Synergistic Activation of Antitumor Immunity by a Particulate Therapeutic Vaccine

Success in anticancer immune therapy relies on stimulation of tumor antigen‐specific T lymphocytes and effective infiltration of the T cells into tumor tissue. Here, a therapeutic vaccine that promotes proliferation and tumor infiltration of antigen‐specific T cells in both inflamed and noninflamed tumor types is described. The vaccine consists of STING agonist 2′3′‐cGAMP, TLR9 ligand CpG, and tumor antigen peptides that are loaded into nanoporous microparticles (μGCVax). μGCVax is effective in inhibiting lung metastatic melanoma, primary breast cancer, and subcutaneous colorectal cancer in their respective murine models, including functional cure of HER2‐positive breast cancer.

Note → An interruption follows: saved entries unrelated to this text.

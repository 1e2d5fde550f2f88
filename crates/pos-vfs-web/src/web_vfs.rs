//! JavaScript-facing VFS.
//!
//! Exposes the filesystem operations with camelCase names. Failures reject
//! the returned promise with an `Error` whose `name` is the VFS error kind
//! (`AlreadyExists`, `MissingParent`, `StorageError`, ...) and whose
//! `message` is the human-readable text.

use js_sys::{Array, Uint8Array};
use pos_vfs::bootstrap;
use pos_vfs::{FileAttributes, NodeStore, SortConfig, TransferMode, Vfs, VfsConfig, VfsError};
use wasm_bindgen::prelude::*;

use crate::bindings::log;
use crate::clock::DateClock;
use crate::convert::node_to_js;
use crate::store::IndexedDbStore;

/// Convert a VFS error into a JS `Error`.
pub fn to_js_error(err: VfsError) -> JsValue {
    tracing::debug!(kind = err.kind(), %err, "vfs call failed");
    let error = js_sys::Error::new(&err.to_string());
    error.set_name(err.kind());
    error.into()
}

fn drive_letter(letter: &str) -> Result<char, VfsError> {
    let mut chars = letter.chars();
    match (chars.next(), chars.next()) {
        (Some(c), None) => Ok(c),
        _ => Err(VfsError::invalid_path(format!(
            "'{}' is not a single drive letter",
            letter
        ))),
    }
}

/// Install the panic hook and the console `tracing` subscriber.
///
/// Safe to call more than once; the first subscriber stays installed.
pub fn install_hooks() {
    #[cfg(feature = "console_error_panic_hook")]
    console_error_panic_hook::set_once();

    #[cfg(feature = "tracing-wasm")]
    {
        if tracing_wasm::try_set_as_global_default().is_ok() {
            tracing::info!("console tracing enabled");
        }
    }
}

/// Entries of a JS array, all of which must be strings.
fn string_list(values: &Array) -> Result<Vec<String>, VfsError> {
    collect_strings(values.iter().map(|value| value.as_string()))
}

fn collect_strings(
    entries: impl Iterator<Item = Option<String>>,
) -> Result<Vec<String>, VfsError> {
    entries
        .enumerate()
        .map(|(index, entry)| {
            entry.ok_or_else(|| {
                VfsError::invalid_argument(format!("entry {} is not a string", index))
            })
        })
        .collect()
}

fn parse_config(config_json: Option<String>) -> Result<VfsConfig, VfsError> {
    match config_json {
        Some(json) if !json.trim().is_empty() => VfsConfig::from_json(&json),
        _ => Ok(VfsConfig::default()),
    }
}

fn parse_sort(sort_json: Option<String>) -> Result<Option<SortConfig>, VfsError> {
    match sort_json {
        Some(json) => serde_json::from_str(&json)
            .map(Some)
            .map_err(|e| VfsError::invalid_argument(format!("sort JSON: {}", e))),
        None => Ok(None),
    }
}

/// Browser VFS over IndexedDB.
#[wasm_bindgen]
pub struct WebVfs {
    vfs: Vfs<IndexedDbStore, DateClock>,
}

#[wasm_bindgen]
impl WebVfs {
    /// Open the database and bootstrap the default drive.
    ///
    /// `config_json` is an optional JSON `VfsConfig`; missing fields take
    /// their defaults.
    #[wasm_bindgen(js_name = init)]
    pub async fn init(config_json: Option<String>) -> Result<WebVfs, JsValue> {
        install_hooks();

        let config = parse_config(config_json).map_err(to_js_error)?;
        let store = IndexedDbStore::open(&config)
            .await
            .map_err(|e| to_js_error(e.into()))?;

        let vfs = Vfs::new(store, DateClock).with_default_drive(config.drive());
        bootstrap::bootstrap(&vfs, &config)
            .await
            .map_err(to_js_error)?;

        log(&format!(
            "[pos-vfs] Ready on {}:\\ ({} nodes)",
            config.drive(),
            vfs.store().count().await.unwrap_or(0)
        ));
        Ok(WebVfs { vfs })
    }

    // ========== Queries ==========

    #[wasm_bindgen]
    pub async fn exists(&self, path: String) -> Result<bool, JsValue> {
        self.vfs.exists(&path).await.map_err(to_js_error)
    }

    /// The node at `path` (without following symlinks), or `undefined`.
    #[wasm_bindgen]
    pub async fn stat(&self, path: String) -> Result<JsValue, JsValue> {
        let node = self.vfs.stat(&path).await.map_err(to_js_error)?;
        Ok(node.as_ref().map_or(JsValue::UNDEFINED, node_to_js))
    }

    /// File content, or `undefined` for anything that is not a file.
    #[wasm_bindgen(js_name = readFile)]
    pub async fn read_file(&self, path: String) -> Result<JsValue, JsValue> {
        let content = self.vfs.read_file(&path).await.map_err(to_js_error)?;
        Ok(content.map_or(JsValue::UNDEFINED, |bytes| {
            Uint8Array::from(bytes.as_slice()).into()
        }))
    }

    /// Children of a directory, optionally sorted by a JSON `SortConfig`.
    #[wasm_bindgen]
    pub async fn readdir(&self, path: String, sort_json: Option<String>) -> Result<Array, JsValue> {
        let sort = parse_sort(sort_json).map_err(to_js_error)?;
        let mut nodes = self.vfs.readdir(&path).await.map_err(to_js_error)?;
        if let Some(sort) = sort {
            sort.sort_nodes(&mut nodes);
        }
        Ok(nodes.iter().map(node_to_js).collect())
    }

    #[wasm_bindgen(js_name = resolveSymlink)]
    pub async fn resolve_symlink(&self, path: String) -> Result<String, JsValue> {
        self.vfs.resolve_symlink(&path).await.map_err(to_js_error)
    }

    // ========== Mutations ==========

    #[wasm_bindgen(js_name = writeFile)]
    pub async fn write_file(&self, path: String, content: Vec<u8>) -> Result<(), JsValue> {
        self.vfs
            .write_file(&path, &content)
            .await
            .map_err(to_js_error)
    }

    #[wasm_bindgen]
    pub async fn mkdir(&self, path: String) -> Result<(), JsValue> {
        self.vfs.mkdir(&path).await.map_err(to_js_error)
    }

    #[wasm_bindgen(js_name = createSymlink)]
    pub async fn create_symlink(&self, link_path: String, target: String) -> Result<(), JsValue> {
        self.vfs
            .create_symlink(&link_path, &target)
            .await
            .map_err(to_js_error)
    }

    #[wasm_bindgen]
    pub async fn rm(&self, path: String) -> Result<(), JsValue> {
        self.vfs.rm(&path).await.map_err(to_js_error)
    }

    #[wasm_bindgen]
    pub async fn unlink(&self, path: String) -> Result<(), JsValue> {
        self.vfs.unlink(&path).await.map_err(to_js_error)
    }

    /// Remove a directory; `recursive` defaults to false.
    #[wasm_bindgen]
    pub async fn rmdir(&self, path: String, recursive: Option<bool>) -> Result<(), JsValue> {
        self.vfs
            .rmdir(&path, recursive.unwrap_or(false))
            .await
            .map_err(to_js_error)
    }

    #[wasm_bindgen(js_name = "move")]
    pub async fn move_node(&self, from: String, to: String) -> Result<(), JsValue> {
        self.vfs.rename(&from, &to).await.map_err(to_js_error)
    }

    #[wasm_bindgen]
    pub async fn copy(&self, from: String, to: String) -> Result<(), JsValue> {
        self.vfs.copy(&from, &to).await.map_err(to_js_error)
    }

    #[wasm_bindgen(js_name = setAttributes)]
    pub async fn set_attributes(
        &self,
        path: String,
        read_only: bool,
        hidden: bool,
    ) -> Result<(), JsValue> {
        self.vfs
            .set_attributes(&path, FileAttributes { read_only, hidden })
            .await
            .map_err(to_js_error)
    }

    #[wasm_bindgen(js_name = initializeDrive)]
    pub async fn initialize_drive(&self, letter: String) -> Result<(), JsValue> {
        let letter = drive_letter(&letter).map_err(to_js_error)?;
        self.vfs.initialize_drive(letter).await.map_err(to_js_error)
    }

    // ========== File actions ==========

    #[wasm_bindgen(js_name = createFile)]
    pub async fn create_file(&self, dir: String, name: String) -> Result<(), JsValue> {
        self.vfs
            .actions()
            .create_file(&dir, &name)
            .await
            .map_err(to_js_error)
    }

    #[wasm_bindgen(js_name = createDirectory)]
    pub async fn create_directory(&self, dir: String, name: String) -> Result<(), JsValue> {
        self.vfs
            .actions()
            .create_directory(&dir, &name)
            .await
            .map_err(to_js_error)
    }

    #[wasm_bindgen(js_name = deleteItems)]
    pub async fn delete_items(&self, paths: Array) -> Result<(), JsValue> {
        let paths = string_list(&paths).map_err(to_js_error)?;
        self.vfs
            .actions()
            .delete_items(&paths)
            .await
            .map_err(to_js_error)
    }

    #[wasm_bindgen(js_name = renameItem)]
    pub async fn rename_item(&self, old_path: String, new_name: String) -> Result<(), JsValue> {
        self.vfs
            .actions()
            .rename_item(&old_path, &new_name)
            .await
            .map_err(to_js_error)
    }

    /// Copy (`is_move` false, names get " - Copy") or move items into `dest_dir`.
    #[wasm_bindgen(js_name = copyItems)]
    pub async fn copy_items(
        &self,
        sources: Array,
        dest_dir: String,
        is_move: bool,
    ) -> Result<(), JsValue> {
        let sources = string_list(&sources).map_err(to_js_error)?;
        let mode = if is_move {
            TransferMode::Move
        } else {
            TransferMode::Copy
        };
        self.vfs
            .actions()
            .copy_items(&sources, &dest_dir, mode)
            .await
            .map_err(to_js_error)
    }
}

Mechanistically, μGCVax potently stimulates type I interferon expression in dendritic cells, and promotes CD8+ and CD103+ dendritic cell maturation and migration to lymph nodes and other lymphatic tissues. Antitumor responses are dependent on TLR9 and interferon α/β receptor signaling, and to a less extent on STING signaling. These results demonstrate a high potential for μGCVax in mediating antitumor immunity in personalized cancer therapy. Adjuvant activity is key for potency of a therapeutic cancer vaccine. In this article, a combination of soluble and particulate adjuvants is described that synergistically and potently stimulates dendritic cells by promoting type I interferons and other inflammatory cytokines, leading to robust activation of antigen‐specific cytotoxic T cells and consequent antitumor immunity from the vaccine.